3. The receptors was discovered before the hormone Ghrelin and is called the growth hormone
secretagogue receptors (GHS).
Earlier in the days, there were people with short stature that were perceived as having a real disorder
and researchers developed medication called growth hormone secretagogue. Secretagogues is a drug
that will promote or induce the secretion of something. When validating these drugs, they discovered
the receptors in which they act and gave the receptors this name since there was not known
endogenous ligand in the body for the receptor.
They increase intracellular Ca2+ levels and also increase production of GH receptors. It is not as
autonomous in its action as GHRH and SS in that it requires an intact hypothalamo-pituitary axis so it
does not work in people with malfunctions in that hormonal signaling.
4. They were able to find an endogenous substance for the receptor called ghrelin.

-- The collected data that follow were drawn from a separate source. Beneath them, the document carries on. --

use anyhow::{Context, Result};
use once_cell::sync::Lazy;
use serde::{Deserialize, Serialize};
use std::path::{Path, PathBuf};

pub static CONFIG_PATH: Lazy<&'static Path> = Lazy::new(|| {
    Path::new(option_env!("FACEDET_CONFIG_PATH").unwrap_or("/usr/local/etc/facedet/config.toml"))
});

#[derive(Debug, Clone, Serialize, Deserialize)]
pub struct Config {
    /// Directory holding the cascade model files.
    pub models_dir: PathBuf,
    /// Default path of the detection report.
    pub output: PathBuf,
}

impl Default for Config {
    fn default() -> Self {
        Self {
            models_dir: PathBuf::from("models"),
            output: PathBuf::from("faces.txt"),
        }
    }
}

pub fn load_config(path: Option<&Path>) -> Result<Config> {
    let path = path.unwrap_or(&CONFIG_PATH);
    if !path.exists() {
        return Ok(Config::default());
    }
    let raw = std::fs::read_to_string(path)
        .with_context(|| format!("reading config at {}", path.display()))?;
    toml::from_str(&raw).with_context(|| format!("parsing config {}", path.display()))
}

pub fn save_config(cfg: &Config, path: Option<&Path>) -> Result<()> {
    let path = path.unwrap_or(&CONFIG_PATH);
    let data = toml::to_string_pretty(cfg)?;
    if let Some(parent) = path.parent() {
        std::fs::create_dir_all(parent)?;
    }
    std::fs::write(path, data)?;
    Ok(())
}
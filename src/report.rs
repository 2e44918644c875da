use std::fs::File;
use std::io::{BufWriter, Write};
use std::path::Path;

use anyhow::{Context, Result};
use facedet_vision::Region;

/// Write the detection report: a count line, then one `x1 y1 x2 y2` line
/// per region. Truncates any previous report at the same path.
pub fn write_report(path: &Path, regions: &[Region]) -> Result<()> {
    let file =
        File::create(path).with_context(|| format!("creating report {}", path.display()))?;
    let mut out = BufWriter::new(file);

    writeln!(out, "{}", regions.len())?;
    for region in regions {
        let (x1, y1) = region.top_left();
        let (x2, y2) = region.bottom_right();
        writeln!(out, "{} {} {} {}", x1, y1, x2, y2)?;
    }

    out.flush()
        .with_context(|| format!("writing report {}", path.display()))
}
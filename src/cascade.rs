use std::fmt;
use std::str::FromStr;

use thiserror::Error;

/// A facial feature with a pre-trained cascade model.
#[derive(Debug, Clone, Copy, PartialEq, Eq, Default)]
pub enum Feature {
    #[default]
    FrontalFace,
    LeftEye,
    Nose,
    RightEye,
    ProfileFace,
    Mouth,
}

impl Feature {
    pub const ALL: [Feature; 6] = [
        Feature::FrontalFace,
        Feature::LeftEye,
        Feature::Nose,
        Feature::RightEye,
        Feature::ProfileFace,
        Feature::Mouth,
    ];

    /// The keyword accepted on the command line.
    pub fn keyword(&self) -> &'static str {
        match self {
            Feature::FrontalFace => "frontalface",
            Feature::LeftEye => "lefteye",
            Feature::Nose => "nose",
            Feature::RightEye => "righteye",
            Feature::ProfileFace => "profileface",
            Feature::Mouth => "mouth",
        }
    }

    /// File name of the cascade model for this feature.
    pub fn model_file(&self) -> &'static str {
        match self {
            Feature::FrontalFace => "seeta_fd_frontalface_v1.0.bin",
            Feature::LeftEye => "seeta_fd_lefteye_v1.0.bin",
            Feature::Nose => "seeta_fd_nose_v1.0.bin",
            Feature::RightEye => "seeta_fd_righteye_v1.0.bin",
            Feature::ProfileFace => "seeta_fd_profileface_v1.0.bin",
            Feature::Mouth => "seeta_fd_mouth_v1.0.bin",
        }
    }
}

impl fmt::Display for Feature {
    fn fmt(&self, f: &mut fmt::Formatter<'_>) -> fmt::Result {
        f.write_str(self.keyword())
    }
}

#[derive(Debug, Error)]
#[error("unknown feature '{0}', expected one of: {valid}", valid = Feature::ALL.map(|f| f.keyword()).join(", "))]
pub struct UnknownFeature(String);

impl FromStr for Feature {
    type Err = UnknownFeature;

    fn from_str(s: &str) -> Result<Self, Self::Err> {
        Feature::ALL
            .iter()
            .copied()
            .find(|f| f.keyword() == s)
            .ok_or_else(|| UnknownFeature(s.to_string()))
    }
}
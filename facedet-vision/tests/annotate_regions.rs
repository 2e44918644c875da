use facedet_vision::annotate::{self, BOX_COLOR, BOX_THICKNESS};
use facedet_vision::Region;
use image::{Rgb, RgbImage};

const BACKGROUND: Rgb<u8> = Rgb([10, 10, 10]);

fn annotated(width: u32, height: u32, regions: &[Region]) -> RgbImage {
    let mut img = RgbImage::from_pixel(width, height, BACKGROUND);
    annotate::draw_regions(&mut img, regions);
    img
}

#[test]
fn strokes_cover_full_thickness() {
    let region = Region {
        x: 30,
        y: 30,
        width: 20,
        height: 20,
        score: 3.0,
    };
    let img = annotated(100, 100, &[region]);

    // Every stroke from the region border outward is painted.
    for offset in 0..BOX_THICKNESS {
        let edge = (30 - offset) as u32;
        assert_eq!(*img.get_pixel(edge, 40), BOX_COLOR, "offset {offset}");
        assert_eq!(*img.get_pixel(40, edge), BOX_COLOR, "offset {offset}");
    }
    // One pixel further out is background again.
    let outside = (30 - BOX_THICKNESS) as u32;
    assert_eq!(*img.get_pixel(outside, 40), BACKGROUND);
}

#[test]
fn multiple_regions_are_all_drawn() {
    let regions = [
        Region {
            x: 5,
            y: 5,
            width: 10,
            height: 10,
            score: 2.0,
        },
        Region {
            x: 60,
            y: 60,
            width: 30,
            height: 20,
            score: 4.5,
        },
    ];
    let img = annotated(100, 100, &regions);

    assert_eq!(*img.get_pixel(5, 10), BOX_COLOR);
    assert_eq!(*img.get_pixel(60, 70), BOX_COLOR);
    // Space between the two boxes stays untouched.
    assert_eq!(*img.get_pixel(40, 40), BACKGROUND);
}

#[test]
fn clamped_region_draws_within_image() {
    // A detection hanging off the image edge, as the detector can produce
    // before clamping.
    let raw = Region {
        x: -8,
        y: 90,
        width: 30,
        height: 30,
        score: 2.0,
    };
    let clamped = raw.clamp_to(100, 100).unwrap();
    let img = annotated(100, 100, &[clamped]);

    assert_eq!(clamped.top_left(), (0, 90));
    assert_eq!(clamped.bottom_right(), (22, 100));
    assert_eq!(*img.get_pixel(0, 95), BOX_COLOR);
    assert_eq!(*img.get_pixel(10, 90), BOX_COLOR);
}
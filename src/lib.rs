pub mod cascade;
pub mod config;
pub mod report;

// Re-export vision types for convenience
pub use facedet_vision::{annotate, detector, window, Detector, DetectorError, Region};
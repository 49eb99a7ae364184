use std::sync::Arc;

use anyhow::Context;
use sqlx::postgres::PgPoolOptions;
use tracing::{info, warn};

use crate::config::AppConfig;
use crate::storage::DiskStorage;
use crate::users::{memory::MemoryUserRepo, repo::PgUserRepo, UserRepo};

#[derive(Clone)]
pub struct AppState {
    pub users: Arc<dyn UserRepo>,
    pub config: Arc<AppConfig>,
    pub storage: Arc<DiskStorage>,
}

impl AppState {
    pub async fn init() -> anyhow::Result<Self> {
        let config = Arc::new(AppConfig::from_env()?);

        let users: Arc<dyn UserRepo> = if config.database_url.starts_with("memory:") {
            warn!("using the in-memory user store; accounts are lost on restart");
            Arc::new(MemoryUserRepo::new())
        } else {
            let db = PgPoolOptions::new()
                .max_connections(10)
                .connect(&config.database_url)
                .await
                .context("connect to database")?;

            if let Err(e) = sqlx::migrate!("./migrations").run(&db).await {
                warn!(error = %e, "migration failed; continuing");
            }
            info!("connected to postgres");
            Arc::new(PgUserRepo::new(db))
        };

        let storage = Arc::new(DiskStorage::init(&config.upload.dir).await?);

        Ok(Self {
            users,
            config,
            storage,
        })
    }

    pub fn from_parts(
        users: Arc<dyn UserRepo>,
        config: Arc<AppConfig>,
        storage: Arc<DiskStorage>,
    ) -> Self {
        Self {
            users,
            config,
            storage,
        }
    }
}
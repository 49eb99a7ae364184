use std::{any::Any, net::SocketAddr};

use axum::{
    response::{IntoResponse, Response},
    routing::get,
    Router,
};
use tower_http::{catch_panic::CatchPanicLayer, cors::CorsLayer, trace::TraceLayer};
use tracing::error;

use crate::{auth, error::AppError, response::ApiResponse, state::AppState, uploads, users};

pub fn build_app(state: AppState) -> Router {
    let max_file_size = state.config.upload.max_file_size;

    Router::new()
        .nest(
            "/api",
            Router::new()
                .merge(auth::router())
                .merge(users::router())
                .merge(uploads::router(max_file_size))
                .route("/health", get(health)),
        )
        .fallback(route_not_found)
        .with_state(state)
        .layer(CatchPanicLayer::custom(handle_panic))
        .layer(CorsLayer::permissive())
        .layer(
            TraceLayer::new_for_http()
                .make_span_with(|req: &axum::http::Request<_>| {
                    let method = req.method().clone();
                    let uri = req.uri().clone();
                    tracing::info_span!("http_request", %method, uri = %uri, status = tracing::field::Empty)
                })
                .on_response(
                    |res: &axum::http::Response<_>,
                     latency: std::time::Duration,
                     span: &tracing::Span| {
                        let status = res.status();
                        span.record("status", tracing::field::display(status));
                        let latency_ms = latency.as_millis() as u64;
                        if status.is_server_error() {
                            tracing::error!(%status, latency_ms, "response");
                        } else {
                            tracing::info!(%status, latency_ms, "response");
                        }
                    },
                ),
        )
}

async fn health() -> ApiResponse<()> {
    ApiResponse::message("Server is running")
}

async fn route_not_found() -> AppError {
    AppError::NotFound("Route not found".into())
}

fn handle_panic(err: Box<dyn Any + Send + 'static>) -> Response {
    let detail = err
        .downcast_ref::<String>()
        .map(String::as_str)
        .or_else(|| err.downcast_ref::<&str>().copied())
        .unwrap_or("unknown panic payload");
    error!(panic = detail, "handler panicked");
    AppError::Internal(anyhow::anyhow!("handler panicked")).into_response()
}

/// Listener address from `APP_HOST` / `APP_PORT`.
pub fn bind_addr() -> anyhow::Result<SocketAddr> {
    let host = std::env::var("APP_HOST").unwrap_or_else(|_| "0.0.0.0".into());
    let port = std::env::var("APP_PORT").unwrap_or_else(|_| "8080".into());
    Ok(format!("{host}:{port}").parse()?)
}

pub async fn serve(app: Router, addr: SocketAddr) -> anyhow::Result<()> {
    tracing::info!("listening on {}", addr);
    let listener = tokio::net::TcpListener::bind(addr).await?;
    axum::serve(listener, app).await?;
    Ok(())
}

There is an octanoid acid group that can bind to plasma membrane and is abundant in the stomach.
The release of the substance is under control of the state of filling of the stomach and whether we are
hungry or not. It is concentrated also in the arcuate nucleus where we would find GHRH neurons.
6. Effects of Ghrelin at the pituitary level:
1. It couples via G-alpha (q) that results in activation of phospholipase C, another second messenger
enzyme located at the plasma membrane.
2. This will result in the hydrolysis of phosphatidylinositol 4,5-biphosphate (PIP2) into IP3 and
diacylglycerol (DAG).
3. This will then result in activation of protein kinase C (PKC) that will inhibit inwardly rectifying K+
channels and repolarize the plasma membrane potential. That means that when these K+ channels are
inhibited, it is easier for substances to depolarize the cell which causes Ca2+ influx and promotes
secretion. This is a way of action for ghrelin to promote release so that depolarization leads to Ca2+
influx through plasma membrane Ca2+ channels that leads to secretion.
4. The IP3 which is the actual second messenger will also activate receptors on the ER which is an
intracellular Ca2+ channels and this will also release Ca2+ but this is slower than effect on the plasma
membrane.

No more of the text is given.